The International Association of Business Communicators (IABC) study on Excellence in Public Relations and Communication Management (Excellence Study) found three primary variables for predicting excellence: communicator knowledge, shared expectations about communication, and the character of organizations.Grunig, J. E. (1992). As mentioned in Chapter 4, public relations professionals who demonstrate greater management skills are more likely to participate in the C-suite. However, there are also organizational factors that influence the role that public relations plays in an organization. First, management must value the contributions that public relations can make to an organization; second, there must be a participative culture; and third, the organization must support diversity of people and ideas.
The Excellence Study found that communicator expertise was not enough to predict the best practices of public relations.Grunig, Grunig, and Dozier (2002). There had to be shared expectations between the communications function and senior management or dominant coalition. If the chief executive officer (CEO) and other top managers expect the public relations function to be strategic and contribute to the organization’s bottom-line goals, they often require and support practices that included research and strategic planning and management rather than simply press releases and media placement. Such demand for advanced, two-way communication influences the actual practice in these organizations. It requires hiring and retaining professionals who can conduct research and analyze data that allows for more strategic practices.
In order to gain a strategic management role in the organization, the public relations function must show its value to management. Hambrick said that coping with uncertainty is the basis for demonstrating value.Hambrick (1981), pp. 253–276. Technology, workflow, and external environments all contribute to creating uncertainties and, therefore, strategic contingencies. Excellent public relations should help an organization cope with the uncertainties. This can be achieved only with data and useful information. Information theory posits that data are only useful inasmuch as they reduce uncertainty.

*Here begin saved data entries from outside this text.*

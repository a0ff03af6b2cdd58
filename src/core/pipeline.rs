//! Pipeline wiring: the shared run context, the full task graph, and the
//! `stage`/`deploy` runbooks.

use std::collections::HashSet;
use std::path::Path;

use crate::config::{AppConfig, Layout};
use crate::deployer;
use crate::error::Result;
use crate::graph::TaskGraph;
use crate::packager;
use crate::stamp;
use crate::transform;
use crate::assemble;

/// Everything a task action needs: the loaded configuration, the local
/// filesystem layout, and the run's single build timestamp.
pub struct PipelineContext {
    pub config: AppConfig,
    pub layout: Layout,
    /// Milliseconds since epoch, captured once per invocation and shared by
    /// every stamped asset and rewritten reference.
    pub timestamp: i64,
}

impl PipelineContext {
    /// Load configuration from the fixed file under `root` and capture the
    /// run timestamp.
    pub fn load(root: &Path) -> Result<Self> {
        Ok(Self {
            config: AppConfig::load(root)?,
            layout: Layout::new(root),
            timestamp: stamp::timestamp_now(),
        })
    }
}

/// The names `stage` runs, in order. `deploy` appends `ship` and `clean`.
pub const STAGE_STEPS: &[&str] = &[
    "build",
    "copy-release",
    "copy-htaccess",
    "minify-html",
    "minify-css",
    "inline-templates",
    "bundle",
    "concat-helpers",
    "compress-bundle",
    "strip-helpers",
    "strip-dev",
    "stamp",
    "compress",
];

pub const DEPLOY_STEPS: &[&str] = &["ship", "clean"];

/// Build the full task graph. The graph is an explicit object; callers pass
/// it to `run_tasks`/`run_runbook` rather than consulting a global registry.
pub fn build_graph() -> Result<TaskGraph<PipelineContext>> {
    let mut graph = TaskGraph::new();

    // --- build phase ---
    graph.task("compile-scripts", &[], |ctx: &PipelineContext| {
        transform::run_tool(ctx, "scripts", &[])
    })?;
    graph.task("styles", &[], |ctx: &PipelineContext| {
        transform::run_tool(ctx, "styles", &[])
    })?;
    graph.task("copy-html", &[], assemble::copy_html)?;
    graph.task("copy-vendor", &[], assemble::copy_vendor)?;
    graph.task("copy-config", &[], assemble::copy_config)?;
    graph.task("copy-api", &[], assemble::copy_api)?;
    graph.task("copy-static", &[], assemble::copy_static)?;
    graph.task(
        "copy",
        &["copy-html", "copy-vendor", "copy-config", "copy-api", "copy-static"],
        |_| Ok(()),
    )?;
    graph.task("build", &["compile-scripts", "copy", "styles"], |_| Ok(()))?;

    // --- stage phase ---
    graph.task("copy-release", &[], packager::copy_build_to_release)?;
    graph.task("copy-htaccess", &[], packager::copy_htaccess)?;
    graph.task("minify-html", &[], packager::minify_html)?;
    graph.task("minify-css", &[], packager::minify_css)?;
    graph.task("inline-templates", &[], |ctx: &PipelineContext| {
        transform::run_tool(ctx, "inline", &[])
    })?;
    graph.task("bundle", &[], |ctx: &PipelineContext| {
        let entry = ctx.layout.release().join("app/main.js");
        let path = entry.to_string_lossy();
        transform::run_tool(ctx, "bundle", &[("input", &path), ("output", &path)])
    })?;
    graph.task("concat-helpers", &[], packager::concat_helpers)?;
    graph.task("compress-bundle", &["concat-helpers"], |ctx: &PipelineContext| {
        for target in ["app/main.js", "lib/helpers.min.js"] {
            let path = ctx.layout.release().join(target);
            let path = path.to_string_lossy();
            transform::run_tool(ctx, "compressBundle", &[("input", &path), ("output", &path)])?;
        }
        Ok(())
    })?;
    graph.task("strip-helpers", &[], packager::strip_helpers)?;
    graph.task("strip-dev", &[], packager::strip_dev)?;
    graph.task("stamp", &[], |ctx: &PipelineContext| {
        stamp::stamp_assets(ctx)?;
        stamp::rewrite_entry(ctx)
    })?;
    graph.task("compress", &[], packager::compress_release)?;

    // --- deploy phase ---
    graph.task("ship", &[], |ctx: &PipelineContext| {
        deployer::ship(ctx).map(|_| ())
    })?;
    graph.task("clean", &[], packager::clean)?;

    Ok(graph)
}

/// Run a set of task names (plus dependencies) against a fresh completed
/// set. Returns the executed names in completion order.
pub fn run_tasks(ctx: &PipelineContext, names: &[&str]) -> Result<Vec<String>> {
    let graph = build_graph()?;
    let mut completed = HashSet::new();
    graph.run(names, ctx, &mut completed)
}

/// Execute a runbook: each entry in order, one shared completed set, so a
/// later entry never re-runs what an earlier entry already executed.
pub fn run_runbook(ctx: &PipelineContext, steps: &[&str]) -> Result<Vec<String>> {
    let graph = build_graph()?;
    let mut completed = HashSet::new();
    let mut executed = Vec::new();

    for step in steps {
        log_status!("pipeline", "==> {}", step);
        executed.extend(graph.run(&[step], ctx, &mut completed)?);
    }

    Ok(executed)
}

/// The `stage` runbook: build and package, no transfer.
pub fn run_stage(ctx: &PipelineContext) -> Result<Vec<String>> {
    run_runbook(ctx, STAGE_STEPS)
}

/// The `deploy` runbook: stage, then transfer + swap + local cleanup.
pub fn run_deploy(ctx: &PipelineContext) -> Result<Vec<String>> {
    let steps: Vec<&str> = STAGE_STEPS.iter().chain(DEPLOY_STEPS).copied().collect();
    run_runbook(ctx, &steps)
}

/// Archive path produced by this run, as a display string.
pub fn archive_path(ctx: &PipelineContext) -> String {
    ctx.layout.archive(ctx.timestamp).display().to_string()
}

#[cfg(test)]
pub mod test_support {
    use super::*;
    use crate::config::{FilterConfig, SshConfig};
    use std::collections::HashMap;

    pub fn context_with_timestamp(root: &Path, timestamp: i64) -> PipelineContext {
        PipelineContext {
            config: AppConfig {
                ssh: SshConfig {
                    host: "localhost".to_string(),
                    user: "tester".to_string(),
                    port: 22,
                    identity_file: None,
                },
                root_dir: "/var/www/app/".to_string(),
                google_key: None,
                filter: FilterConfig::default(),
                vendor_scripts: vec![
                    "node_modules/a/shim.js".to_string(),
                    "node_modules/b/loader.js".to_string(),
                ],
                loader_config: "config/systemjs.config.js".to_string(),
                strip_dirs: vec![
                    "app/components".to_string(),
                    "app/models".to_string(),
                    "app/services".to_string(),
                    "config".to_string(),
                ],
                strip_files: vec!["app/config.js".to_string()],
                tools: HashMap::new(),
            },
            layout: Layout::new(root),
            timestamp,
        }
    }

    pub fn context_in(root: &Path) -> PipelineContext {
        context_with_timestamp(root, 1700000000000)
    }
}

When the public relations function provides information and feedback about stakeholder needs and expectations, it performs a critical task for the organization that is unique to its function. Saunders suggested that reducing uncertainty, performing a critical task, and being nonsubstitutable and pervasive all contribute to the influence of any function in an organization.Saunders (1981), pp. 431–442. Influence is increased when public relations can show that it is unique and cannot be substituted by another function within the organization (it is nonsubstitutable) and when it is connected throughout the organization in such a way that it can help manage relationships with all the key stakeholders (it is pervasive). This unique task is much more critical to the organization when it is focused on establishing, maintaining, and repairing relationships with key stakeholders who are needed to help the organization be successful. When the function is simply publicity and media relations, these outcomes may be considered less critical and somewhat disposable when budgets become limited.